I'm new to Cisco and I'm having a little trouble trying to figure out how to port forward a range of ports. I have successfully port forwarded 80 and 22 to an internal server but I can't seem to find out where to enter a range. I'm running ASDM 5.2..

We have a Freepbx server and I need to forward from 63.175.158.121 to 192.168.100.121 the follwoing port ranges:

5060~5082

10000~20000

Thanks for any help.

Maykol Rojas · ‎10-20-2010

Hello Anthony,

This is Mike, Unless you are in version 8.3 you will be able to do a port forward with a range of ports. No other version support this.

Mike

deepakitkar · ‎03-15-2011

I have ASA 5505 Version 8.2(1) with ASDM Version 6.2(1).

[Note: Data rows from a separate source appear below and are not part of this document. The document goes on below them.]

use log::debug;
use serde::{Deserialize, Serialize};
use tabletop_core::PointCloud;
use tabletop_filters::voxel_downsample;

use crate::error::{require_positive, Result, SegmentationError};
use crate::euclidean_cluster::largest_cluster;
use crate::ransac_plane::{fit_plane, PlaneFitParams};

/// Tuning for [`extract_major_planes`].
#[derive(Debug, Clone, Copy, PartialEq, Serialize, Deserialize)]
#[serde(default)]
pub struct PlaneExtractionParams {
    /// Voxel leaf applied to the input before the search; `None` keeps it.
    pub downsample_leaf: Option<f32>,
    /// Point-to-plane inlier distance, in meters.
    pub distance_threshold: f32,
    pub max_planes: usize,
    /// A plane is accepted only if its largest connected patch has strictly
    /// more points than this.
    pub min_cluster_size: usize,
    pub max_cluster_size: usize,
    /// Neighbour distance for the connected-patch search, in meters.
    pub cluster_tolerance: f32,
    pub ransac_iterations: usize,
    pub refine: bool,
    /// Plane `k` is fitted with seed `seed + k`.
    pub seed: u64,
}

impl Default for PlaneExtractionParams {
    fn default() -> Self {
        Self {
            downsample_leaf: None,
            distance_threshold: 0.005,
            max_planes: 5,
            min_cluster_size: 100,
            max_cluster_size: 1_000_000,
            cluster_tolerance: 0.05,
            ransac_iterations: 200,
            refine: true,
            seed: 0,
        }
    }
}

impl PlaneExtractionParams {
    pub fn validate(&self) -> Result<()> {
        require_positive("distance_threshold", self.distance_threshold)?;
        require_positive("cluster_tolerance", self.cluster_tolerance)?;
        if let Some(leaf) = self.downsample_leaf {
            require_positive("downsample_leaf", leaf)?;
        }
        if self.ransac_iterations == 0 {
            return Err(SegmentationError::InvalidParameter {
                name: "ransac_iterations",
                value: 0.0,
            });
        }
        if self.max_cluster_size <= self.min_cluster_size {
            return Err(SegmentationError::InvalidParameter {
                name: "max_cluster_size",
                value: self.max_cluster_size as f32,
            });
        }
        Ok(())
    }

    fn fit_params(&self) -> PlaneFitParams {
        PlaneFitParams {
            distance_threshold: self.distance_threshold,
            iterations: self.ransac_iterations,
            refine: self.refine,
        }
    }
}

/// A planar patch found by [`extract_major_planes`].
#[derive(Debug, Clone, PartialEq)]
pub struct PlaneCandidate {
    /// Point on the fitted plane.
    pub origin: [f32; 3],
    /// Unit normal of the fitted plane, arbitrary sign.
    pub normal: [f32; 3],
    /// The largest connected patch among the plane's inliers.
    pub inliers: PointCloud,
}

/// One extraction step: fits a plane to `residual` and keeps the largest
/// connected patch of its inliers.
///
/// Returns the candidate together with the next residual (the plane's
/// outliers), or `None` when no plane is found or its patch is too small.
/// Inliers outside the patch belong to neither output.
pub fn extract_next_plane(
    residual: &PointCloud,
    params: &PlaneExtractionParams,
    seed: u64,
) -> Option<(PlaneCandidate, PointCloud)> {
    let fit = fit_plane(residual, &params.fit_params(), seed)?;

    let inlier_cloud = residual.select(&fit.inliers);
    let patch = largest_cluster(
        &inlier_cloud,
        params.cluster_tolerance,
        1,
        params.max_cluster_size,
    );
    if patch.len() <= params.min_cluster_size {
        debug!(
            "plane with {} inliers rejected: largest patch has {} points",
            fit.inliers.len(),
            patch.len()
        );
        return None;
    }

    let candidate = PlaneCandidate {
        origin: fit.origin,
        normal: fit.model.normal,
        inliers: inlier_cloud.select(&patch),
    };
    Some((candidate, residual.select(&fit.outliers)))
}

/// Repeatedly peels the dominant plane off the cloud.
///
/// Stops after `max_planes` candidates or at the first step that finds no
/// qualifying plane. Candidates come in discovery order and their inlier
/// clouds are pairwise disjoint. An empty cloud yields no candidates.
pub fn extract_major_planes(
    cloud: &PointCloud,
    params: &PlaneExtractionParams,
) -> Result<Vec<PlaneCandidate>> {
    if cloud.is_empty() {
        return Ok(Vec::new());
    }
    params.validate()?;

    let mut residual = match params.downsample_leaf {
        Some(leaf) => voxel_downsample(cloud, leaf),
        None => cloud.clone(),
    };

    let mut candidates = Vec::new();
    for k in 0..params.max_planes {
        let seed = params.seed.wrapping_add(k as u64);
        let Some((candidate, next)) = extract_next_plane(&residual, params, seed) else {
            break;
        };
        debug!(
            "plane {}: {} points, normal {:?}, {} points left",
            k,
            candidate.inliers.len(),
            candidate.normal,
            next.len()
        );
        candidates.push(candidate);
        residual = next;
    }

    debug!(
        "extract_major_planes: {} planes from {} points",
        candidates.len(),
        cloud.len()
    );
    Ok(candidates)
}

I was able to forward SIP port 5060 but need to forward RTP ports which has a range of 10000-20000. Is there any way to do this?

csaxena · ‎03-15-2011

Hello Deepak,

As Maykol suggested, this is only possible with ASA 8,3 code. You will have to do static NAT on ASA 8.2 or lower.

Hope this helps. Please reply back if you need any further assistance.

Regards,
Chirag
P.S.: Please mark this thread as answered if you feel your query is answered. Do rate helpful posts.

deepakitkar · ‎03-16-2011

Hi Chirag,

Thanks for the reply.

I dont know how to do it using command line interface. I need to allow incoming and outgoing traffic on these UDP ports 5060(for sip), 5061(for sip) and 10000-20000(for rtp). Do we create just an access list to forward these port or do we have to also create firewall rule? Any idea what these command will be?

Thank you,

Deepak

csaxena · ‎03-17-2011

Hello Deepak,

Here is a sample config. Make service objects and use range rather than eq.

5500-60(config-service-object)# object service range1
5500-60(config-service-object)# service tcp source range 5000 5100

Hope this helps. Please reply back if you need any further assistance.

Regards,
Chirag
P.S.: Please mark this thread as answered if you feel your query is answered. Do rate helpful posts.